Iceni Savage had the potential to cause an upset, yet both a clinical Bristol and resilient Seven Sisters performance left them unable to capitalise on the top 4 position they had earned by the end of Saturday. However, with no Savage team attending Tour 3, it’s hoped that teams such as Swift, Crown Jewels and Relentless will be able to push up the table and cause some upsets.

Punt showing off their ‘ups’ during their game against SYC. Photo courtesy of Louise Smith

In contrast to London’s Calling, Tour 2 suggests that the women’s tour is hot on the heels
of Iceni who were particularly tested on the Sunday to ensure they retained the top spot. The final was an extremely hard fought contest which I believe was crucially determined by Iceni managing to not only turn over the disc after having started on D, but then managing to slot in their first upwind score. From this point the two teams traded to half. SYC were unfortunate to not translate ridiculous possession saving grabs up high and horizontal, particularly from key handler, Emma Woodwark, into the breaks they were chasing. Nevertheless, a further source of spectacle was a fantastic match up between World Games hot shots, Jenna Thomson and Bex Forth.
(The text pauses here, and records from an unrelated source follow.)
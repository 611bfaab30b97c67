//! Offline polarity detection.
//!
//! Each subpath of a glyph is painted, in traversal order, onto a monochrome canvas. Before a subpath is painted the
//! pixel under its start point is sampled: an unpainted pixel means the subpath is a solid region, a painted one means
//! it is a hole cut out of an earlier region. This is a sampled point-in-region test, it relies on fonts having
//! properly nested, non-overlapping subpaths.

use image::{GrayImage, Luma};
use log::trace;

use super::{flatten_glyph, FlattenOptions, Glyph};
use crate::error::GerberError;
use crate::geometry::{tessellate_polygon, BoundingBox};
use crate::spacial::Position;
use crate::types::Polarity;

const BACKGROUND: Luma<u8> = Luma([0]);
const INK: Luma<u8> = Luma([255]);

#[derive(Debug, Clone, Copy, PartialEq)]
#[cfg_attr(feature = "serde", derive(serde::Serialize, serde::Deserialize))]
pub struct PolarityOptions {
    /// Canvas size, in pixels, along the glyph's longest side.
    pub raster_size: u32,
    /// Blank border, in pixels, around the glyph.
    pub margin: u32,
    pub flatten: FlattenOptions,
}

impl Default for PolarityOptions {
    fn default() -> Self {
        Self {
            raster_size: 1024,
            margin: 4,
            flatten: FlattenOptions::default(),
        }
    }
}

/// Compute the polarity string for `glyph`, one mark per subpath.
pub fn compute_polarity(glyph: &Glyph, options: &PolarityOptions) -> Result<String, GerberError> {
    let subpaths = flatten_glyph(glyph, &options.flatten);
    rasterize_polarity(&subpaths, options)
}

#[profiling::function]
pub fn rasterize_polarity(subpaths: &[Vec<Position>], options: &PolarityOptions) -> Result<String, GerberError> {
    let Some(first) = subpaths.first() else {
        return Ok(String::new());
    };

    let bbox = subpaths
        .iter()
        .fold(BoundingBox::default(), |bbox, subpath| {
            bbox.joined(&BoundingBox::from_points(subpath))
        });
    // a canvas needs at least one pixel
    let raster_size = options.raster_size.max(1);
    let extent = bbox.width().max(bbox.height());
    let scale = match extent > 0.0 {
        true => raster_size as f64 / extent,
        false => 1.0,
    };
    let side = raster_size + 2 * options.margin;
    let margin = options.margin as f64;

    // image rows grow downwards, font units grow upwards
    let to_pixel = |point: Position| -> [f32; 2] {
        [
            ((point.x - bbox.min.x) * scale + margin) as f32,
            ((bbox.max.y - point.y) * scale + margin) as f32,
        ]
    };

    let mut canvas = GrayImage::from_pixel(side, side, BACKGROUND);
    let mut marks = String::with_capacity(subpaths.len());

    paint(&mut canvas, first, &to_pixel, INK)?;
    marks.push(Polarity::Dark.mark());

    for subpath in &subpaths[1..] {
        let [x, y] = to_pixel(subpath[0]);
        let sample_x = (x.max(0.0) as u32).min(side - 1);
        let sample_y = (y.max(0.0) as u32).min(side - 1);

        let polarity = match *canvas.get_pixel(sample_x, sample_y) == BACKGROUND {
            true => Polarity::Dark,
            false => Polarity::Clear,
        };
        let color = match polarity {
            Polarity::Dark => INK,
            Polarity::Clear => BACKGROUND,
        };
        trace!("subpath sample. pixel: ({}, {}), polarity: {:?}", sample_x, sample_y, polarity);

        paint(&mut canvas, subpath, &to_pixel, color)?;
        marks.push(polarity.mark());
    }

    Ok(marks)
}

fn paint(
    canvas: &mut GrayImage,
    subpath: &[Position],
    to_pixel: &impl Fn(Position) -> [f32; 2],
    color: Luma<u8>,
) -> Result<(), GerberError> {
    let mesh = tessellate_polygon(subpath, to_pixel)?;
    for triangle in mesh.triangles() {
        fill_triangle(canvas, triangle, color);
    }
    Ok(())
}

/// Fill every pixel whose center lies inside (or on an edge of) the triangle.
fn fill_triangle(canvas: &mut GrayImage, [a, b, c]: [[f32; 2]; 3], color: Luma<u8>) {
    let edge = |p: [f32; 2], q: [f32; 2], x: f32, y: f32| (q[0] - p[0]) * (y - p[1]) - (q[1] - p[1]) * (x - p[0]);

    let (width, height) = canvas.dimensions();
    let min_x = a[0].min(b[0]).min(c[0]).floor().max(0.0) as u32;
    let min_y = a[1].min(b[1]).min(c[1]).floor().max(0.0) as u32;
    let max_x = (a[0].max(b[0]).max(c[0]).ceil().max(0.0) as u32).min(width);
    let max_y = (a[1].max(b[1]).max(c[1]).ceil().max(0.0) as u32).min(height);

    for y in min_y..max_y {
        for x in min_x..max_x {
            let (px, py) = (x as f32 + 0.5, y as f32 + 0.5);
            let w0 = edge(a, b, px, py);
            let w1 = edge(b, c, px, py);
            let w2 = edge(c, a, px, py);
            let inside = (w0 >= 0.0 && w1 >= 0.0 && w2 >= 0.0) || (w0 <= 0.0 && w1 <= 0.0 && w2 <= 0.0);
            if inside {
                canvas.put_pixel(x, y, color);
            }
        }
    }
}

#[cfg(test)]
mod polarity_tests {
    use super::*;
    use crate::font::PathStep;

    fn rectangle(x: f64, y: f64, width: f64, height: f64) -> Vec<PathStep> {
        vec![
            PathStep::new('M', vec![x, y]).unwrap(),
            PathStep::new('h', vec![width]).unwrap(),
            PathStep::new('v', vec![height]).unwrap(),
            PathStep::new('h', vec![-width]).unwrap(),
            PathStep::new('Z', vec![]).unwrap(),
        ]
    }

    fn glyph(parts: &[Vec<PathStep>]) -> Glyph {
        Glyph::new(1000.0, parts.concat())
    }

    #[test]
    fn test_nested_rectangles_alternate() {
        // given, a frame with an island inside its hole
        let glyph = glyph(&[
            rectangle(0.0, 0.0, 900.0, 900.0),
            rectangle(100.0, 100.0, 700.0, 700.0),
            rectangle(300.0, 300.0, 300.0, 300.0),
        ]);

        // when
        let polarity = compute_polarity(&glyph, &PolarityOptions::default()).unwrap();

        // then
        assert_eq!(polarity, "dcd");
    }

    #[test]
    fn test_separate_outlines_are_all_dark() {
        // e.g. the two parts of a '='
        let glyph = glyph(&[rectangle(0.0, 0.0, 500.0, 100.0), rectangle(0.0, 300.0, 500.0, 100.0)]);

        let polarity = compute_polarity(&glyph, &PolarityOptions::default()).unwrap();

        assert_eq!(polarity, "dd");
    }

    #[test]
    fn test_two_holes() {
        // e.g. a 'B'
        let glyph = glyph(&[
            rectangle(0.0, 0.0, 600.0, 900.0),
            rectangle(100.0, 100.0, 400.0, 300.0),
            rectangle(100.0, 500.0, 400.0, 300.0),
        ]);

        let polarity = compute_polarity(&glyph, &PolarityOptions::default()).unwrap();

        assert_eq!(polarity, "dcc");
    }

    #[test]
    fn test_zero_sized_canvas_does_not_panic() {
        // given
        let glyph = glyph(&[rectangle(0.0, 0.0, 900.0, 900.0), rectangle(100.0, 100.0, 700.0, 700.0)]);
        let options = PolarityOptions {
            raster_size: 0,
            margin: 0,
            ..PolarityOptions::default()
        };

        // when
        let polarity = compute_polarity(&glyph, &options).unwrap();

        // then
        assert_eq!(polarity.len(), 2);
        assert!(polarity.starts_with('d'));
    }

    #[test]
    fn test_glyph_without_outline() {
        let polarity = compute_polarity(&Glyph::new(250.0, vec![]), &PolarityOptions::default()).unwrap();

        assert!(polarity.is_empty());
    }
}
Even though Jenna got both a point block and a big lay out D in the end zone on the Iceni captain, Bex still managed to bring home the majority of her team’s points. Moreover, after the half Iceni then had the advantage of starting on offence downwind. This was subsequently topped off with a second upwind point. Thus, despite a highly contested game, Iceni were yet again victorious, with the final ending 12-7.

Movements in the Womens Tour. Courtesy of Wayne Retter.

Even though the wind proved to be both frustrating and tedious, every team upped their game and these improvements are certain to bear fruit in Cardiff. Here’s hoping that the final instalment before Nationals will produce even tighter score lines (and more of them!) that demonstrates an increasingly competitive and high quality level of women’s Ultimate in the UK.  

Apologies for late review; ECBU and real life caught up somewhat! DP @ tSG.